A travers le récit d’une croisière qui ressemble en tous points à son voyage de noce, l’Anglais nous montre le côté face de la Méditerranée à cette époque et, dans un reportage sur les bas-fonds des ports de la Grande Bleue, Francis Carco nous dévoile le côté pile… celui qui est le moins voilé. Deux récits qui, fondus en un seul, pourraient constituer un documentaire historique incontournable sur ce sujet.

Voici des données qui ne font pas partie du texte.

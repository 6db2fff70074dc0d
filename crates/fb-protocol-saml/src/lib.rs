//! SAML 2.0 adapter for the federation broker.
//!
//! This crate provides the service-provider side of SAML 2.0 Web Browser SSO:
//!
//! - **AuthnRequest construction** - Build requests bound to the exchange
//! - **POST and Redirect bindings** - Deliver requests through either binding
//! - **Response and assertion parsing** - SAML 2.0 and SAML 1.1 assertions
//! - **Correlated validation** - `InResponseTo`, recipient, signature,
//!   audience and validity window checks
//!
//! # Architecture
//!
//! - [`types`] - AuthnRequest, Response and Assertion types
//! - [`bindings`] - POST and Redirect binding implementations
//! - [`xml`] - Minimal element tree over `quick-xml`
//! - [`adapter`] - The [`Saml2Adapter`] protocol adapter
//! - [`config`] - Adapter configuration
//! - [`error`] - Error types for SAML operations
//!
//! XML signatures are verified and created through the
//! [`fb_protocol::SignatureVerifier`] and [`fb_protocol::RequestSigner`]
//! seams; this crate holds no key material.
//!
//! # SAML Specifications
//!
//! - [SAML 2.0 Core](https://docs.oasis-open.org/security/saml/v2.0/saml-core-2.0-os.pdf)
//! - [SAML 2.0 Bindings](https://docs.oasis-open.org/security/saml/v2.0/saml-bindings-2.0-os.pdf)
//! - [SAML 2.0 Profiles](https://docs.oasis-open.org/security/saml/v2.0/saml-profiles-2.0-os.pdf)

#![forbid(unsafe_code)]
#![warn(missing_docs)]

pub mod adapter;
pub mod bindings;
pub mod config;
pub mod error;
pub mod types;
pub mod xml;

pub use adapter::Saml2Adapter;
pub use config::{SamlBinding, SamlConfig};
pub use error::{SamlError, SamlResult};
pub use types::*;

Bagages enregistrés de Evelyn Waugh ; récit d’une croisière en Méditerranée
Selon la préface de William Boyd, en hiver 1928, Madame Waugh, Evelyn, Elle-Evelyn pour la différencier de Lui-Evelyn, tombe malade victime d’une rubéole, le jeune couple décide alors de faire une croisière en Méditerranée pour que la jeune femme puisse se rétablir plus rapidement. Ils obtiennent la possibilité de voyager gratuitement en promettant en échange que Lui-Evelyn écrive un récit de voyage valorisant le bateau et la croisière. La croisière est en fait un véritable désastre, le couple se défait, Elle-Evelyn est malade et le retour en Angleterre est pénible. Lui-Evelyn s’isole alors pour terminer un ouvrage en cours et entreprendre la rédaction du récit de voyage qu’il a promis à l’armateur.
Waugh ( 1903 – 1966) raconte ainsi une croisière qu’il aurait faite seul mais qui est en fait la croisière qu’il a faite peu de temps auparavant avec son épouse, se livrant à un exercice de dédoublement en se glissant dans la peau de l’ami du couple avec lequel il voyage et qui représente le couple qu’il formait avec son épouse lors de la précédente croisière.

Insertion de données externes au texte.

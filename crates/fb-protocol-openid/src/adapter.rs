//! OpenID 2.0 protocol adapter.
//!
//! ## NIST 800-53 Rev5: IA-2 (Identification and Authentication)
//!
//! A positive assertion is accepted only when its `return_to` is the URL
//! recorded at initiation and carries that initiation's nonce, it was signed
//! with the association the request named, and its response nonce is recent
//! and has not been accepted before.

use std::collections::BTreeMap;

use async_trait::async_trait;
use chrono::Utc;
use fb_core::{AttributeMap, AttributeMapping, AttributeUriTable, DefaultAttribute, RawAttributes};
use fb_protocol::endpoint::{append_query, resolve_endpoint};
use fb_protocol::{
    protocol_id, Capability, InboundMessage, Initiation, OutboundInstruction, ProtocolAdapter,
    ProtocolDescriptor, ProtocolError, ProtocolResult, RejectReason, TargetDescriptor,
    ValidationResult,
};
use fb_session::ExchangeState;
use tracing::{debug, warn};

use crate::association::Association;
use crate::ax::{FetchRequest, FetchResponse};
use crate::config::OpenIdConfig;
use crate::error::OpenIdError;
use crate::message::{nonce_timestamp, ParameterList, IDENTIFIER_SELECT, NS_OPENID_2, NS_UI};
use crate::replay::NonceCache;

/// Extension key recording the provider endpoint the request was sent to.
const EXT_OP_ENDPOINT: &str = "op_endpoint";

/// Extension key recording the association handle the request named.
const EXT_ASSOC_HANDLE: &str = "assoc_handle";

/// `return_to` query parameter carrying the per-request nonce.
pub const RETURN_TO_NONCE: &str = "rp_nonce";

/// OpenID Authentication 2.0 relying party adapter.
pub struct OpenIdAdapter {
    config: OpenIdConfig,
    association: Association,
    mapping: AttributeMapping,
    nonces: NonceCache,
}

impl OpenIdAdapter {
    /// Creates the adapter.
    pub fn new(config: OpenIdConfig, attributes: &AttributeUriTable) -> ProtocolResult<Self> {
        config.validate().map_err(ProtocolError::Configuration)?;
        let association = config.association.build()?;
        let nonces = NonceCache::new(max_nonce_age(&config));

        Ok(Self {
            nonces,
            mapping: AttributeMapping::new(protocol_id::OPENID, attributes, axschema_uri),
            association,
            config,
        })
    }

    /// Returns the configuration.
    #[must_use]
    pub const fn config(&self) -> &OpenIdConfig {
        &self.config
    }

    fn fetch_request(&self) -> FetchRequest {
        self.config
            .requested_attributes
            .iter()
            .fold(FetchRequest::new(), |request, wanted| {
                request.with_attribute(
                    wanted.attribute.as_str(),
                    self.mapping.uri_for(wanted.attribute),
                    wanted.required,
                )
            })
    }

    fn validate(&self, inbound: &InboundMessage, expected: &ExchangeState) -> ValidationResult {
        match inbound.param("openid.mode") {
            Some("id_res") => {}
            mode => {
                debug!(mode = mode.unwrap_or("-"), "no positive assertion");
                return RejectReason::Unverified.into();
            }
        }

        let params = ParameterList::from_request(&inbound.parameters);
        if let Err(e) = check_required(&params) {
            warn!(error = %e, "malformed OpenID response");
            return e.reject_reason().into();
        }

        let return_to = params.get("return_to").unwrap_or_default();
        let (Some((address, nonce)), Some((expected_address, _))) =
            (split_return_to(return_to), split_return_to(&expected.recipient))
        else {
            debug!(return_to, "unusable return_to");
            return RejectReason::RecipientMismatch.into();
        };
        if address != expected_address {
            debug!(return_to, recipient = %expected.recipient, "return_to mismatch");
            return RejectReason::RecipientMismatch.into();
        }
        if !inbound.receiving_url.is_empty() && !return_to_matches(&inbound.receiving_url, return_to)
        {
            debug!(received_on = %inbound.receiving_url, return_to, "response delivered to another URL");
            return RejectReason::RecipientMismatch.into();
        }

        if nonce.as_deref() != Some(expected.exchange_id.as_str()) {
            debug!("assertion answers another request");
            return RejectReason::Unverified.into();
        }

        let handle = expected
            .extension(EXT_ASSOC_HANDLE)
            .unwrap_or_else(|| self.association.handle());
        if params.get("assoc_handle") != Some(handle) {
            debug!("assertion signed under another association");
            return RejectReason::Unverified.into();
        }
        if let Some(handle) = params.get("invalidate_handle") {
            warn!(handle, "provider invalidated the association");
            return RejectReason::Unverified.into();
        }
        if expected
            .extension(EXT_OP_ENDPOINT)
            .is_some_and(|ep| params.get("op_endpoint") != Some(ep))
        {
            debug!(op_endpoint = ?params.get("op_endpoint"), "assertion from another provider");
            return RejectReason::Unverified.into();
        }

        if let Err(e) = self.association.verify(&params) {
            warn!(error = %e, "OpenID signature rejected");
            return RejectReason::SignatureInvalid.into();
        }

        let response_nonce = params.get("response_nonce").unwrap_or_default();
        let issued = match nonce_timestamp(response_nonce) {
            Ok(t) => t,
            Err(e) => {
                warn!(error = %e, "unreadable response nonce");
                return RejectReason::Malformed.into();
            }
        };
        let max_age = max_nonce_age(&self.config);
        let now = Utc::now();
        if now - issued > max_age || issued - now > max_age {
            debug!(issued = %issued, "response nonce outside the accepted window");
            return RejectReason::Expired.into();
        }
        let op_endpoint = params.get("op_endpoint").unwrap_or_default();
        if !self.nonces.record(op_endpoint, response_nonce, issued) {
            warn!(op_endpoint, response_nonce, "response nonce already used");
            return RejectReason::Unverified.into();
        }

        let Some(claimed_id) = params.get("claimed_id").filter(|c| !c.is_empty()) else {
            debug!("assertion carries no claimed identifier");
            return RejectReason::Unverified.into();
        };

        match FetchResponse::parse(&params.signed_only()) {
            Ok(fetch) => ValidationResult::verified(
                claimed_id,
                fetch.map(FetchResponse::into_raw_attributes).unwrap_or_default(),
            ),
            Err(e) => {
                warn!(error = %e, "malformed attribute exchange response");
                e.reject_reason().into()
            }
        }
    }
}

fn check_required(params: &ParameterList) -> Result<(), OpenIdError> {
    match params.get("ns") {
        Some(NS_OPENID_2) => {}
        other => return Err(OpenIdError::Namespace(other.unwrap_or("-").to_string())),
    }
    for field in [
        "op_endpoint",
        "return_to",
        "response_nonce",
        "assoc_handle",
        "signed",
        "sig",
    ] {
        params.require(field)?;
    }
    Ok(())
}

fn max_nonce_age(config: &OpenIdConfig) -> chrono::Duration {
    chrono::Duration::from_std(config.max_nonce_age()).unwrap_or_else(|_| chrono::Duration::zero())
}

/// Splits `return_to` into the address without the request nonce and the
/// nonce itself.
fn split_return_to(return_to: &str) -> Option<(String, Option<String>)> {
    let mut url = url::Url::parse(return_to).ok()?;
    let mut nonce = None;
    let kept: Vec<(String, String)> = url
        .query_pairs()
        .filter_map(|(k, v)| {
            if k == RETURN_TO_NONCE {
                nonce = Some(v.into_owned());
                None
            } else {
                Some((k.into_owned(), v.into_owned()))
            }
        })
        .collect();

    url.set_query(None);
    if !kept.is_empty() {
        url.query_pairs_mut().extend_pairs(kept);
    }
    Some((url.into(), nonce))
}

/// Checks a receiving URL against `return_to`: same scheme, host, port and
/// path, and every `return_to` query parameter present with the same value.
fn return_to_matches(receiving_url: &str, return_to: &str) -> bool {
    let (Ok(received), Ok(expected)) = (url::Url::parse(receiving_url), url::Url::parse(return_to))
    else {
        return false;
    };

    if received.scheme() != expected.scheme()
        || received.host_str() != expected.host_str()
        || received.port_or_known_default() != expected.port_or_known_default()
        || received.path() != expected.path()
    {
        return false;
    }

    let received: BTreeMap<_, _> = received.query_pairs().collect();
    expected
        .query_pairs()
        .all(|(k, v)| received.get(&k) == Some(&v))
}

/// axschema.org type URIs.
fn axschema_uri(attribute: DefaultAttribute) -> Option<&'static str> {
    match attribute {
        DefaultAttribute::LastName => Some("http://axschema.org/namePerson/last"),
        DefaultAttribute::FirstName => Some("http://axschema.org/namePerson/first"),
        DefaultAttribute::Name => Some("http://axschema.org/namePerson"),
        DefaultAttribute::Address => Some("http://axschema.org/contact/postalAddress/home"),
        DefaultAttribute::Locality => Some("http://axschema.org/contact/city/home"),
        DefaultAttribute::PostalCode => Some("http://axschema.org/contact/postalCode/home"),
        DefaultAttribute::Gender => Some("http://axschema.org/person/gender"),
        DefaultAttribute::DateOfBirth => Some("http://axschema.org/birthDate"),
        DefaultAttribute::Photo => Some("http://axschema.org/media/image/default"),
        DefaultAttribute::Identifier
        | DefaultAttribute::PlaceOfBirth
        | DefaultAttribute::Nationality => None,
    }
}

#[async_trait]
impl ProtocolAdapter for OpenIdAdapter {
    fn identify(&self) -> &'static str {
        protocol_id::OPENID
    }

    fn descriptor(&self) -> ProtocolDescriptor {
        ProtocolDescriptor::new(protocol_id::OPENID, "OpenID 2.0")
            .with_capability(Capability::AttributeRequest)
    }

    fn find_attribute_uri(&self, attribute: DefaultAttribute) -> Option<&'static str> {
        axschema_uri(attribute)
    }

    fn initiate(&self, target: &TargetDescriptor) -> ProtocolResult<Initiation> {
        let address = resolve_endpoint(
            self.config.return_to.as_deref(),
            self.config.return_path.as_deref(),
            target.origin.as_deref(),
            "return_to",
        )?;
        let nonce = uuid::Uuid::new_v4().simple().to_string();
        let return_to = append_query(&address, &[(RETURN_TO_NONCE, &nonce)]);
        let realm = match &self.config.realm {
            Some(realm) => realm.clone(),
            None => url::Url::parse(&address)
                .and_then(|u| u.join("/"))
                .map(String::from)
                .map_err(|e| ProtocolError::Configuration(format!("openid: bad return_to: {e}")))?,
        };

        let claimed_id = self.config.claimed_id.as_deref().unwrap_or(IDENTIFIER_SELECT);
        let identity = self.config.op_local_id.as_deref().unwrap_or(claimed_id);

        let mut params = ParameterList::new()
            .with("ns", NS_OPENID_2)
            .with("mode", "checkid_setup")
            .with("claimed_id", claimed_id)
            .with("identity", identity)
            .with("assoc_handle", self.association.handle())
            .with("return_to", return_to.clone())
            .with("realm", realm);
        self.fetch_request().apply(&mut params);
        if let Some(lang) = &target.language {
            params.set("ns.ui", NS_UI);
            params.set("ui.lang", lang.clone());
        }

        let pairs = params.to_query_pairs();
        let query: Vec<(&str, &str)> = pairs.iter().map(|(k, v)| (k.as_str(), v.as_str())).collect();
        let url = append_query(&self.config.op_endpoint, &query);

        debug!(op_endpoint = %self.config.op_endpoint, return_to = %return_to, "built checkid_setup request");

        let state = ExchangeState::new(protocol_id::OPENID, nonce, return_to)
            .with_relay_state(target.relay_state.clone())
            .with_extension(EXT_ASSOC_HANDLE, self.association.handle())
            .with_extension(EXT_OP_ENDPOINT, self.config.op_endpoint.clone());

        Ok(Initiation {
            instruction: OutboundInstruction::Redirect { url },
            state,
        })
    }

    async fn complete(
        &self,
        inbound: &InboundMessage,
        expected: &ExchangeState,
    ) -> ValidationResult {
        self.validate(inbound, expected)
    }

    fn map_attributes(&self, raw: RawAttributes) -> AttributeMap {
        self.mapping.to_attribute_map(raw)
    }
}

Son voyage commence par Paris puis s’oriente vers la Méditerranée, à Monte-Carlo, pour se poursuivre sous forme d’une croisière vers Naples, Catane, Haïfa, Saint Jean d’Acre, Port-Saïd, où il abandonne le navire pour suivre le jeune couple dont la femme doit se faire soigner à terre, comme lui a abandonné la croisière précédente, dans ce même port, pour faire soigner sa femme atteinte d’une pneumonie. Il reprend la mer, comme il l’avait reprise précédemment avec son épouse, pour la Méditerranée occidentale avant de retrouver son navire, le Stella Polaris, à Malte tout comme il l’avait fait avec son épouse lors de leur croisière.
Son mariage ayant explosé au retour de leur périple en mer, Waugh raconte son voyage à travers la Méditerranée en romançant un peu l’histoire pour laisser le couple qu’il formait avec Elle-Evelyn un peu en dehors du récit. D’une plume critique, acerbe, sarcastique, il décrit le monde déjà frelaté à cette époque du tourisme de masse qui se rue en troupeau dans les ports de la Méditerranée. Son regard est celui d’un Anglais convaincu de la supériorité de son pays : c’est toujours mieux en Angleterre ou éventuellement moins mal quand on ne peut pas dire que ça y est bien. Ces descriptions restent tout de même un excellent témoignage sur le monde puéril des croisières à la fin des années vingt et un regard acéré et lucide sur les grands ports du Bassin Méditerranéen qui a,
aujourd’hui, valeur historique. Un regard que Francis Carco confirmera sept ans plus tard en visitant surtout les clandés. Sa description des métropoles, de leurs habitants, de leurs coutumes, de leur patrimoine est riche et précise, il s’appuie beaucoup sur un guide touristique célèbre à son époque, celui de Bedacker qu’il site abondamment. Il raconte un temps que nous avons peut-être oublié ou qu’il n’a pas vu comme ceux qui nous en ont parlé dans les décennies suivantes, un monde méditerranéen beaucoup plus homogène, beaucoup moins divisé, beaucoup moins éclaté, beaucoup moins déchiré, un temps où, par exemple, le racisme n’existait pas à Alger, si on le croit.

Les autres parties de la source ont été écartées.